Eileen Hickey (July 7, 1945 – March 5, 1999) was an American politician from New York.

Life
She was born Eileen McKenna on July 7, 1945, in Poughkeepsie, Dutchess County, New York, the daughter of Peter McKenna and Ruth (Mollica) McKenna. She attended Our Lady of Lourdes High School. She graduated from the White Plains Hospital School of Nursing in 1964, and became a registered nurse. On October 29, 1966, she married Daniel G. Hickey, and they had one son.

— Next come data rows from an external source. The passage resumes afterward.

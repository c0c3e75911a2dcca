//! Surgical TOML rewriting via a line-context model.
//!
//! The scan tracks the current section: `[name]` headers set it
//! directly, `[[name]]` headers set it to `name[index]` with the index
//! incremented on each repeat of the identical bracketed name.
//! Top-level keys preceding any header, or sitting at column 0 after a
//! blank-line gap following a header, belong to the empty section.

use std::collections::{HashMap, HashSet};

use super::{rendered, splice, value_span, Updates};
use crate::error::RewriteError;
use crate::model::FileFormat;

/// Structural context of one assignment line.
struct LineCtx {
    key: String,
    full_path: String,
}

pub(super) fn apply(content: &str, updates: &Updates) -> Result<String, RewriteError> {
    let mut lines: Vec<String> = content.split('\n').map(String::from).collect();
    let contexts = scan(&lines);

    let mut updated: HashSet<usize> = HashSet::new();
    for (key_path, new_value) in updates {
        let Some((&line_no, ctx)) = contexts
            .iter()
            .find(|(_, ctx)| &ctx.full_path == key_path)
        else {
            return Err(RewriteError::NoMatch {
                path: key_path.clone(),
            });
        };
        if !updated.insert(line_no) {
            continue;
        }

        let value_text = rendered(FileFormat::Toml, key_path, new_value)?;
        let new_line = {
            let line = &lines[line_no];
            let Some(value_from) = find_assignment(line, &ctx.key) else {
                return Err(RewriteError::NoMatch {
                    path: key_path.clone(),
                });
            };
            let (start, end) = value_span(line, value_from);
            splice(line, start, end, &value_text)
        };
        lines[line_no] = new_line;
    }

    Ok(lines.join("\n"))
}

/// Build the line-index -> context table.
fn scan(lines: &[String]) -> HashMap<usize, LineCtx> {
    let mut contexts = HashMap::new();
    let mut current_section = String::new();
    let mut current_table_array = String::new();
    let mut array_index: i64 = -1;
    let mut last_section_line: Option<usize> = None;

    for (i, line) in lines.iter().enumerate() {
        let trimmed = line.trim();
        if trimmed.is_empty() || trimmed.starts_with('#') {
            continue;
        }

        if trimmed.starts_with("[[") && trimmed.ends_with("]]") {
            let name = trimmed
                .trim_matches(|c| c == '[' || c == ']')
                .to_string();
            if name == current_table_array {
                array_index += 1;
            } else {
                current_table_array = name.clone();
                array_index = 0;
            }
            current_section = format!("{name}[{array_index}]");
            last_section_line = Some(i);
            continue;
        }

        if trimmed.starts_with('[') && trimmed.ends_with(']') {
            current_section = trimmed
                .trim_matches(|c| c == '[' || c == ']')
                .to_string();
            current_table_array.clear();
            array_index = -1;
            last_section_line = Some(i);
            continue;
        }

        if let Some((key, _)) = trimmed.split_once('=') {
            let key = key.trim().to_string();

            // A column-0 key after a blank-line gap following the last
            // header reads as top-level, as does any key before the
            // first header.
            let at_column_zero = !line.starts_with(' ') && !line.starts_with('\t');
            let is_top_level = at_column_zero
                && match last_section_line {
                    None => true,
                    Some(section_line) => lines[section_line + 1..i]
                        .iter()
                        .any(|l| l.trim().is_empty()),
                };

            let full_path = if is_top_level || current_section.is_empty() {
                key.clone()
            } else {
                format!("{current_section}.{key}")
            };

            contexts.insert(i, LineCtx { key, full_path });
        }
    }

    contexts
}

/// Byte index just past the `=` of the `key = ...` assignment, or
/// `None` if the key is not assigned on this line.
fn find_assignment(line: &str, key: &str) -> Option<usize> {
    let mut search_from = 0;
    while let Some(found) = line[search_from..].find(key) {
        let start = search_from + found;
        let after = start + key.len();
        let rest = line[after..].as_bytes();
        let mut skip = 0;
        while skip < rest.len() && (rest[skip] == b' ' || rest[skip] == b'\t') {
            skip += 1;
        }
        if skip < rest.len() && rest[skip] == b'=' {
            return Some(after + skip + 1);
        }
        search_from = start + 1;
    }
    None
}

She entered politics as a Democrat, and was a member of the Dutchess County Legislature. In November 1990, she unseated the Republican Assemblyman Donald H. McMillen, and was a member of the New York State Assembly (97th D.) in 1993 and 1994. In 1994, she graduated B.A. from Marist College. In November 1994, she ran for re-election, but was defeated by Republican Joel M. Miller. Afterwards she became an aide to State Senate Minority Leader Martin Connor.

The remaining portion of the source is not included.